Functional Precision Oncology in Rectal Cancer Liver Metastasis: Integrated Genomic and Organoid-Based Drug Sensitivity Profiling
Organoids, cilt.5, sa.2, 2026 (ESCI, Scopus)
- Yayın Türü: Makale / Tam Makale
- Cilt numarası: 5 Sayı: 2
- Basım Tarihi: 2026
- Doi Numarası: 10.3390/organoids5020014
- Dergi Adı: Organoids
- Derginin Tarandığı İndeksler: Emerging Sources Citation Index (ESCI), Scopus
- Anahtar Kelimeler: drug sensitivity profiling, functional precision oncology, KRAS mutation, liquid biopsy, patient-derived organoids, precision oncology, rectal cancer
- Recep Tayyip Erdoğan Üniversitesi Adresli: Hayır
Özet
Treatment-refractory rectal cancer liver metastasis represents a major therapeutic challenge, particularly in the absence of actionable genomic biomarkers. Functional precision oncology approaches integrating genomic profiling with patient-derived organoid (PDO) drug testing may provide biologically informed therapeutic prioritization. A 50-year-old female patient with KRAS/TP53-mutant, microsatellite-stable (MSS) rectal adenocarcinoma refractory to FOLFIRINOX was enrolled. A liver metastasis from a treatment-refractory rectal cancer patient was processed to establish three-dimensional patient-derived organoids. Histopathological concordance was assessed using H&E and p53 immunohistochemistry. Comprehensive genomic profiling was performed using a 637-gene targeted next-generation sequencing panel, enabling detection of single-nucleotide variants, indels, copy number variations, microsatellite instability, and tumor mutational burden. Functional drug sensitivity profiling was conducted in parallel 2D and 3D platforms using a customized 17-agent panel, followed by exploratory combinatorial validation.
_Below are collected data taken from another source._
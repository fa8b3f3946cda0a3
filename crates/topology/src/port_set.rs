//! Ordered port collection of one hub
//!
//! Ports are numbered 1..=N with no gaps. They are never removed: a freed
//! port is reused by the next device that connects (first fit, lowest
//! number first), and a new port is appended only when every existing port
//! is occupied. All operations are serialized by a lock private to this
//! set, so two hubs never contend with each other.

use crate::device::DeviceNode;
use crate::port::{Port, PortNumber};
use common::{Error, Result};
use std::sync::{Arc, Mutex, MutexGuard, PoisonError, Weak};
use tracing::debug;

pub struct PortSet {
    hub: Weak<DeviceNode>,
    ports: Mutex<Vec<Port>>,
}

impl PortSet {
    pub(crate) fn new(hub: Weak<DeviceNode>) -> Self {
        Self {
            hub,
            ports: Mutex::new(Vec::new()),
        }
    }

    /// Attach `device` to the first free port, growing the set if needed
    pub fn connect(&self, device: Arc<DeviceNode>) -> Result<PortNumber> {
        if device.parent_link().is_some() {
            return Err(Error::AlreadyAttached {
                device: device.label(),
            });
        }

        let mut ports = self.lock();
        let index = match ports.iter().position(|port| !port.is_occupied()) {
            Some(index) => index,
            None => {
                let number =
                    PortNumber::try_from(ports.len() + 1).map_err(|_| Error::PortsExhausted)?;
                ports.push(Port::new(number, self.hub.clone()));
                debug!("Allocated port {}", number);
                ports.len() - 1
            }
        };

        let port = &mut ports[index];
        port.connect(device)?;
        Ok(port.number())
    }

    /// Free the port holding `device`
    ///
    /// Returns the freed port number, or `None` when the device is not
    /// attached here; repeated or stale detach requests are harmless.
    pub fn disconnect(&self, device: &Arc<DeviceNode>) -> Option<PortNumber> {
        let mut ports = self.lock();
        let port = ports
            .iter_mut()
            .find(|port| port.device().is_some_and(|d| Arc::ptr_eq(d, device)))?;
        port.disconnect();
        Some(port.number())
    }

    /// Snapshot of every port, in port-number order
    pub fn ports(&self) -> Vec<Port> {
        self.lock().clone()
    }

    pub fn port(&self, number: PortNumber) -> Option<Port> {
        let index = usize::from(number).checked_sub(1)?;
        self.lock().get(index).cloned()
    }

    /// Snapshot of the attached devices, in port-number order
    pub fn attached_devices(&self) -> Vec<Arc<DeviceNode>> {
        self.lock()
            .iter()
            .filter_map(|port| port.device().cloned())
            .collect()
    }

    pub fn len(&self) -> usize {
        self.lock().len()
    }

    pub fn is_empty(&self) -> bool {
        self.lock().is_empty()
    }

    pub fn free_ports(&self) -> usize {
        self.lock().iter().filter(|port| !port.is_occupied()).count()
    }

    // Port state is updated in single assignments, so a poisoned lock still
    // guards a consistent list.
    fn lock(&self) -> MutexGuard<'_, Vec<Port>> {
        self.ports.lock().unwrap_or_else(PoisonError::into_inner)
    }
}

#[cfg(test)]
mod tests {
    use super::*;
    use crate::test_utils::{create_mock_device, create_mock_hub};

    #[test]
    fn test_first_connect_allocates_port_one() {
        let hub = create_mock_hub(1);
        assert_eq!(hub.port_count(), 0);

        let number = hub.connect_device(create_mock_device(2)).unwrap();
        assert_eq!(number, 1);
        assert_eq!(hub.port_count(), 1);
        assert!(hub.ports()[0].is_occupied());
    }

    #[test]
    fn test_second_connect_appends() {
        let hub = create_mock_hub(1);
        let a = create_mock_device(2);
        let b = create_mock_device(3);

        assert_eq!(hub.connect_device(a.clone()).unwrap(), 1);
        assert_eq!(hub.connect_device(b.clone()).unwrap(), 2);

        let ports = hub.ports();
        assert_eq!(ports.len(), 2);
        assert!(Arc::ptr_eq(ports[0].device().unwrap(), &a));
        assert!(Arc::ptr_eq(ports[1].device().unwrap(), &b));
    }

    #[test]
    fn test_freed_port_is_reused() {
        let hub = create_mock_hub(1);
        let a = create_mock_device(2);
        let b = create_mock_device(3);
        let c = create_mock_device(4);
        hub.connect_device(a.clone()).unwrap();
        hub.connect_device(b.clone()).unwrap();

        assert_eq!(hub.disconnect_device(&a), Some(1));
        assert_eq!(hub.connect_device(c.clone()).unwrap(), 1);
        assert_eq!(hub.port_count(), 2);
        assert_eq!(c.port_number(), Some(1));
    }

    #[test]
    fn test_lowest_free_port_wins() {
        let hub = create_mock_hub(1);
        let devices: Vec<_> = (2..6).map(create_mock_device).collect();
        for device in &devices {
            hub.connect_device(device.clone()).unwrap();
        }

        hub.disconnect_device(&devices[3]);
        hub.disconnect_device(&devices[1]);
        assert_eq!(hub.connect_device(create_mock_device(9)).unwrap(), 2);
        assert_eq!(hub.connect_device(create_mock_device(10)).unwrap(), 4);
        assert_eq!(hub.connect_device(create_mock_device(11)).unwrap(), 5);
    }

    #[test]
    fn test_disconnect_absent_device_is_noop() {
        let hub = create_mock_hub(1);
        let attached = create_mock_device(2);
        hub.connect_device(attached.clone()).unwrap();

        assert_eq!(hub.disconnect_device(&create_mock_device(3)), None);
        assert_eq!(hub.disconnect_device(&attached), Some(1));
        assert_eq!(hub.disconnect_device(&attached), None);
        assert_eq!(hub.port_count(), 1);
    }

    #[test]
    fn test_snapshot_survives_disconnect() {
        let hub = create_mock_hub(1);
        let device = create_mock_device(2);
        hub.connect_device(device.clone()).unwrap();

        let snapshot = hub.attached_devices();
        hub.disconnect_device(&device);

        assert_eq!(snapshot.len(), 1);
        assert!(Arc::ptr_eq(&snapshot[0], &device));
        assert!(hub.attached_devices().is_empty());
    }

    #[test]
    fn test_port_lookup() {
        let hub = create_mock_hub(1);
        hub.connect_device(create_mock_device(2)).unwrap();
        assert!(hub.port(1).is_some());
        assert!(hub.port(0).is_none());
        assert!(hub.port(2).is_none());
    }
}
The organoids demonstrated high phenotypic and genomic concordance with the parental tumor, preserving key driver alterations (KRAS^A146T, TP53^R175H, APC frameshifts, CCNE1 amplification), microsatellite stability, and low tumor mutational burden (TMB: 6.37 mut/Mb). Functional screening identified selective sensitivity to bevacizumab (IC50: 0.130 μM), doxorubicin (IC50: 0.570 μM), carboplatin (IC50: 0.950 μM), and topotecan (IC50: 1.600 μM) in the 3D organoid model, with consistent cross-platform validation. An exploratory combination assay further supported enhanced viability suppression under bevacizumab-based regimens. Critically, at the time of manuscript preparation, the patient demonstrated radiological disease stabilization under bevacizumab plus trastuzumab deruxtecan, consistent with the organoid-derived response profile. These findings highlight the capacity of integrated genomic and organoid-based profiling to uncover therapeutic vulnerabilities beyond standard biomarker assessment. This proof-of-concept case report study demonstrates the feasibility and translational relevance of an established organoid-based functional precision oncology platform for therapeutic prioritization in metastatic rectal cancer.